Sainte Marcienne : Une berbère courageuse

Son courage l'amena au martyre vers 303.
Née à Rusucuru (Dellys, sur la côte de Kabylie), Marcienne appartenait à une famille distinguée. Quoiqu'elle eût été douée d'une rare beauté, elle avait voulu se consacrer à Dieu. Etant venue à Césarée, elle y vivait loin du monde dans une cellule.

Un jour, pourtant, elle céda à la tentation de visiter la ville. Arrivée devant l'amphithéâtre, non loin de la porte de Tipasa, elle remarqua sur une place une statue de Diane, qui ornait une fontaine. Saisie de colère à la vue de cette idole, elle lui brisa la tête et la renversa. La foule s'empara de la jeune fille, la roua de coups, l'entraîna auprès du gouverneur.

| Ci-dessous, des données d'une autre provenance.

//! Layout helpers shared by the templates.
//!
//! Helpers that flow content take the current cursor `y` and return the
//! next one. Every colour or stroke change happens inside a
//! [`StateGuard`](crate::canvas::StateGuard) scope.

use super::palette::{DARK, GOLD, NAVY, PURPLE, WHITE};
use crate::canvas::{FontFace, Shape, StrokeStyle, Surface, TextMetrics, TextOptions, TextStyle};
use crate::writer::Color;

/// Side margin, bottom margin and top margin of continuation pages.
pub const MARGIN: f32 = 40.0;
/// Height of a page header bar.
pub const HEADER_HEIGHT: f32 = 55.0;
/// First content line below a header bar.
pub const CONTENT_TOP: f32 = 75.0;
/// Vertical space a section head takes, including the gap after it.
pub const SECTION_HEAD_ADVANCE: f32 = 38.0;

const BULLET_GLYPH: &str = "\u{2022}";
const BULLET_TEXT_X: f32 = 62.0;

/// Fill `shape` with `color` in its own state scope.
pub fn fill_shape<S: Surface>(surface: &mut S, shape: Shape, color: Color) {
    let mut s = surface.scoped();
    s.fill(&shape, color);
}

/// Stroke `shape` in its own state scope.
pub fn stroke_shape<S: Surface>(surface: &mut S, shape: Shape, style: StrokeStyle) {
    let mut s = surface.scoped();
    s.stroke(&shape, &style);
}

/// Fill an axis-aligned rectangle.
pub fn fill_rect<S: Surface>(surface: &mut S, x: f32, y: f32, width: f32, height: f32, color: Color) {
    fill_shape(surface, Shape::rect(x, y, width, height), color);
}

/// Paint the full page in the background colour.
pub fn page_background<S: Surface>(surface: &mut S) {
    let (width, height) = surface.page_size();
    fill_rect(surface, 0.0, 0.0, width, height, DARK);
}

/// Lowest y content may reach on a regular page.
pub fn page_bottom<S: Surface>(surface: &S) -> f32 {
    surface.page_size().1 - MARGIN
}

/// Draw `text` centred horizontally on the page within a box `width` wide.
/// Returns the height used.
pub fn centre_text<S: Surface>(
    surface: &mut S,
    text: &str,
    y: f32,
    style: TextStyle,
    width: f32,
) -> f32 {
    let x = (surface.page_size().0 - width) / 2.0;
    surface.draw_text(text, x, y, &style, &TextOptions::centered(width))
}

/// Draw a referral link centred within `width` as one unbroken line.
///
/// The link is never wrapped or trimmed. When it is wider than `width` at
/// `style.size`, the size shrinks until it fits. Returns the style used.
pub fn link_line<S: Surface>(
    surface: &mut S,
    link: &str,
    y: f32,
    style: TextStyle,
    width: f32,
) -> TextStyle {
    let style = fit_to_width(link, style, width);
    let x = (surface.page_size().0 - width) / 2.0;
    surface.draw_text(link, x, y, &style, &TextOptions::centered(width).single_line());
    style
}

/// `style` with its size reduced so `text` fits on one line of `width`.
pub fn fit_to_width(text: &str, style: TextStyle, width: f32) -> TextStyle {
    let natural = TextMetrics::new().text_width(text, &style);
    if natural <= width || natural <= 0.0 {
        return style;
    }
    TextStyle {
        size: style.size * width / natural,
        ..style
    }
}

/// Draw a circular logo mark with `text` centred horizontally on it.
/// `text_box` is the `(top, width)` of the text box.
pub fn logo_mark<S: Surface>(
    surface: &mut S,
    (cx, cy): (f32, f32),
    radius: f32,
    ring_opacity: f32,
    text: &str,
    text_style: TextStyle,
    (text_top, text_width): (f32, f32),
) {
    fill_shape(surface, Shape::circle(cx, cy, radius), NAVY);
    stroke_shape(
        surface,
        Shape::circle(cx, cy, radius),
        StrokeStyle::new(GOLD, 2.0).with_opacity(ring_opacity),
    );
    surface.draw_text(
        text,
        cx - text_width / 2.0,
        text_top,
        &text_style,
        &TextOptions::centered(text_width),
    );
}

/// Navy header bar with a gold underline and a centred title. Returns the
/// first content y below it.
pub fn header_bar<S: Surface>(surface: &mut S, title: &str) -> f32 {
    let width = surface.page_size().0;
    fill_rect(surface, 0.0, 0.0, width, HEADER_HEIGHT, NAVY);
    fill_rect(surface, 0.0, HEADER_HEIGHT - 2.0, width, 3.0, GOLD);
    centre_text(
        surface,
        title,
        18.0,
        TextStyle::new(FontFace::Bold, 16.0, GOLD),
        width - 2.0 * MARGIN,
    );
    CONTENT_TOP
}

/// Horizontal rule across the content width.
pub fn hr<S: Surface>(surface: &mut S, y: f32, color: Color) {
    let width = surface.page_size().0;
    stroke_shape(
        surface,
        Shape::line((MARGIN, y), (width - MARGIN, y)),
        StrokeStyle::new(color, 1.0).with_opacity(0.4),
    );
}

/// Purple band with a bold white title. Returns the cursor below it.
pub fn section_head<S: Surface>(surface: &mut S, title: &str, y: f32) -> f32 {
    let width = surface.page_size().0;
    fill_rect(surface, MARGIN, y, width - 2.0 * MARGIN, 28.0, PURPLE);
    surface.draw_text(
        title,
        MARGIN + 8.0,
        y + 7.0,
        &TextStyle::new(FontFace::Bold, 12.0, WHITE),
        &TextOptions::new().width(width - 2.0 * MARGIN - 16.0),
    );
    y + SECTION_HEAD_ADVANCE
}

fn bullet_style() -> TextStyle {
    TextStyle::new(FontFace::Regular, 9.0, WHITE)
}

fn bullet_options<S: Surface>(surface: &S) -> TextOptions {
    TextOptions::new().width(surface.page_size().0 - BULLET_TEXT_X - MARGIN)
}

/// Space a bullet line will take, including the gap after it.
pub fn bullet_height<S: Surface>(surface: &S, text: &str) -> f32 {
    surface.measure_text(text, BULLET_TEXT_X, &bullet_style(), &bullet_options(surface)) + 4.0
}

/// Bullet glyph plus wrapped text. Advances by the text's measured height.
pub fn bullet<S: Surface>(surface: &mut S, text: &str, y: f32, color: Color) -> f32 {
    surface.draw_text(
        BULLET_GLYPH,
        46.0,
        y,
        &TextStyle::new(FontFace::Bold, 9.0, color),
        &TextOptions::new().width(12.0),
    );
    let options = bullet_options(surface);
    let height = surface.draw_text(text, BULLET_TEXT_X, y, &bullet_style(), &options);
    y + height + 4.0
}

/// Open a continuation page carrying only the background. Returns the top
/// margin.
pub fn continuation_page<S: Surface>(surface: &mut S) -> f32 {
    surface.add_page();
    page_background(surface);
    log::debug!("layout overflow, continued on page {}", surface.page_count());
    MARGIN
}

/// Keep the cursor if `needed` points still fit above `limit`, otherwise
/// break to a continuation page and return its top.
///
/// Blocks taller than a whole page are still placed at the top of the new
/// page.
pub fn ensure_room<S: Surface>(surface: &mut S, y: f32, needed: f32, limit: f32) -> f32 {
    if y + needed <= limit {
        y
    } else {
        continuation_page(surface)
    }
}

/// Top-left corner of grid cell `index`: column `index % columns`, row
/// `index / columns`, with `step` the distance between cell origins.
pub fn grid_cell(index: usize, columns: usize, origin: (f32, f32), step: (f32, f32)) -> (f32, f32) {
    let columns = columns.max(1);
    let col = (index % columns) as f32;
    let row = (index / columns) as f32;
    (origin.0 + col * step.0, origin.1 + row * step.1)
}

/// Centres of `count` equal segments spanning `left..left + width`.
pub fn segment_centres(count: usize, left: f32, width: f32) -> Vec<f32> {
    if count == 0 {
        return Vec::new();
    }
    let segment = width / count as f32;
    (0..count)
        .map(|i| left + i as f32 * segment + segment / 2.0)
        .collect()
}

/// Purple rounded panel with a gold top stripe.
pub fn cta_panel<S: Surface>(surface: &mut S, x: f32, y: f32, width: f32, height: f32) {
    fill_shape(surface, Shape::rounded_rect(x, y, width, height, 8.0), PURPLE);
    fill_rect(surface, x, y, width, 4.0, GOLD);
}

Celui-ci ordonna qu'elle fût livrée à des gladiateurs, mais un mur qui se dressa à plusieurs reprises entre eux et Marcienne, les empêcha d'attenter à sa chasteté.

Au milieu de ces épreuves, elle fut insultée par un homme de confession israélite dont la maison était voisine de la caserne des gladiateurs. Alors, elle supplia Dieu d'incendier la demeure de ce méchant homme.

Le jour suivant, on la mena à l'amphithéâtre. Elle fut attachée à un poteau et présentée à un lion, qui ne voulut pas d'elle. Mais le méchant homme et ses amis, acharnés dans leur haine contre une chrétienne, demandèrent à grands cris et obtinrent qu'on la livrât à un taureau. L'animal, furieux, la blessa au sein. Puis survint un léopard, qui l'acheva. A ce moment même la maison du dénonciateur prit feu. Bien des fois, on essaya de la reconstruire, mais toujours elle retomba en ruines.

Les manuscrits des Actes ne s'accordent pas sur la date du martyre, 9 janvier ou 12 juillet. Baronius, dans ses notes sur le martyrologe romain, estime que le 12 juillet marque une translation de reliques, et le 9 janvier l'anniversaire du martyre qui semble être daté vers 303. Au 12 juillet, le martyrologe romain mentionne une sainte Martienne, vierge et martyre à Tolède ; Baronius pense qu'il s'agit de Saint Martienne de Mauritanie, honorée à Tolède. On trouve dans le bréviaire mozarabe, une belle hymne ancienne en son honneur. Pour les docteurs de l'Eglise, son acte était répréhensible ils condamnaient le zèle téméraire de ceux qui couraient au devant de la mort en renversant des idoles et qui risquaient, par leur imprudence, d'attirer de grands malheurs sur toute la communauté. Cependant l'autorité ecclésiastique devait souvent tenir compte de l'enthousiasme que de tels sacrifices soulevaient parmi les fidèles, et accorder le titre glorieux de martyr à ces héros indisciplinés.

La mémoire de Martienne fut vénérée, non seulement en Afrique, mais même en Espagne, surtout à Tolède, où l'on composa à sa louange une hymne, parvenue jusqu'à nous.

(Extrait de "Promenades archéologiques/Cherchell").photos B Reybaud

Hymne à Sainte Martienne

Sainte Martienne réveille la foi chrétienne,
Vierge Tutélaire, entends notre prière,
Nous chantons en ton honneur,
Sois toujours notre modèle,
Conduis-nous troupe fidèle,
Vers le seigneur,
Le ciel s'entrouvre et les chœurs angéliques,
Nous font entendre un des plus beaux cantiques (bis),
C'est le récit, le récit glorieux,
Des saints martyrs sont entrés dans l'arène,
Au milieu d'eux, marchant au sacrifice, Martienne s'avance et sourit au supplice.